Мои печальные победы - страница 7




Занавеску белую било,
Несся шум железной листвы…

А со стены каюты на него смотрел человек, выполнявший волю истории, направляющий потоки народных масс, которые несли как щепку сухонького немолодого поэта:


И ласкала меня и сверлила
Со стены этих глаз журба.

За что же журил вождь своего подневольного поэта? За то, что тот три года тому назад написал легкомысленную хулу на него, да что там на него лично – на его Дело. За то, что выкрикнул, как бедный чудак Евгений: «Добро, строитель чудотворный.

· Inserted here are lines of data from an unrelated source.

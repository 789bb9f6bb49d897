// Primitives for reading CSV files.

use log::debug;
use snafu::prelude::*;

use crate::review::io_common::assemble_respondent;
use crate::review::*;

pub fn read_csv_respondents(path: &str) -> RvResult<Vec<ParsedRespondent>> {
    let rdr = csv::ReaderBuilder::new()
        .has_headers(false)
        .flexible(true)
        .from_path(path)
        .context(CsvOpenSnafu {})?;
    let mut records = rdr.into_records();

    let labels: Vec<Option<String>> = match records.next() {
        Some(header) => header
            .context(CsvLineParseSnafu {})?
            .iter()
            .map(trimmed_cell)
            .collect(),
        None => return Ok(Vec::new()),
    };
    debug!("read_csv_respondents: header: {:?}", labels);

    let mut res: Vec<ParsedRespondent> = Vec::new();
    for (idx, line_r) in records.enumerate() {
        let lineno = idx + 2;
        let line = line_r.context(CsvLineParseSnafu {})?;
        let cells: Vec<Option<String>> = line.iter().map(trimmed_cell).collect();
        if let Some(parsed) = assemble_respondent(&labels, &cells) {
            debug!(
                "read_csv_respondents: lineno: {:?} name: {:?}",
                lineno, parsed.name
            );
            res.push(parsed);
        }
    }
    Ok(res)
}

fn trimmed_cell(s: &str) -> Option<String> {
    let t = s.trim();
    if t.is_empty() {
        None
    } else {
        Some(t.to_string())
    }
}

Ужо тебе…» За то, что по-мальчишески безрассудно и тщеславно попытался осудить в 1933 году строительство нового мира… Находясь в каюте под «журбой» всевидящих глаз, поэт искренне, наивно и косноязычно перечислял доказательства своего участия в жизни страны:


Много скрыто дел предстоящих
В наших летчиках и жнецах,
И в товарищах реках и чащах,
И в товарищах городах…

Грешно иронизировать над этим простодушием, как и над тем, что в поистине сказочном финале стихотворения гордец Мандельштам («нрава он был не лилейного»), смирив свою иудейскую жестоковыйность, приносит покаяние вождю, которого он ради красного словца не то чтобы обидел или оскорбил, а хуже: о котором написал неправду и с которым попытался обойтись столь же легкомысленно, как несчастный Евгений с «кумиром на бронзовом коне»:


И к нему, в его сердцевину,
Я без пропуска в Кремль вошел,
Разорвав расстояний холстину,
Головою повинной тяжел.

В это же время Николай Алексеевич Клюев, находившийся в колпашевской ссылке, прислал своим друзьям, писателю Иванову-Разумнику и художнику Яру-Кравченко, – каждому по одной копии – поэму «Кремль», которая хранится в частном собрании и содержание ее до сих пор неизвестно. Мы только знаем из книги воспоминаний Иванова-Разумника, что это – поэма-покаяние Клюева перед Сталиным и что заканчивается она последней строкой: «Прости иль умереть вели»… Оба поэта перед смертью успели повиниться перед вождем.


* * *

Когда Осип Мандельштам написал памфлет о Сталине, Пастернак в отчаянье произнес слова, которые одесский писатель Аркадий Львов, ныне живущий в Америке, комментирует в книге «Желтое и черное» так:

«Борис Леонидович трепетал за свою жизнь, как трепетал на Руси всякий еврей, черт его знает, чего может ударить в голову православному человеку, но чего бы ни ударило – под Сталиным погрому не быть! А к тому и другое: при каком царе на Руси были евреям так открыты двери? А к тому и третье: кто с января того же тридцать третьего года забрал власть над Германией? Гитлер забрал. Вот и вышел от Бориса Леонидовича вопрос Осипу Эмильевичу: «Как мог он написать эти строки – ведь он еврей!».

Пастернак со Львовым правы, когда речь идет о «дверях», «открытых евреям» в 30-е годы.

Еврейское засилье во всех сферах жизни 20-х и 30-х годов доходило до трагического абсурда. Изнеженный наш литературовед, абсолютный шабесгой, женатый на еврейке, Петр Алексеевич Николаев, со скучнейших лекций которого в начале 50-х годов мы сбегали из Коммунистической аудитории МГУ на Моховой, в книге «Поэтический пантеон победной войны» (М., 2005) так пишет об этом историческом феномене:

«Известно, что в 1920 – 1930-е годы люди, желавшие идти во власть, стремились жениться на еврейках и даже пытались изменить имена своих жен с русских на еврейские. С такой женщиной (женой министра путей сообщения Ковалева) мне пришлось однажды откровенно разговаривать о том, почему она свое девичье имя Дарья сменила на Дору. Муж сказал, что он не сделает карьеру, если она оставит свое русское имя. И вдруг однажды все переменилось (может быть, дружба с Гитлером и одинаковые эстетические вкусы: в окружении Гитлера и Сталина писали одинаково – как под копирку – статьи о социалистическом реализме), вместо поклонения всему еврейскому в 1940-е годы в общественном сознании стало внедряться сверху, разумеется от вождя, антисемитское воззрение на мир».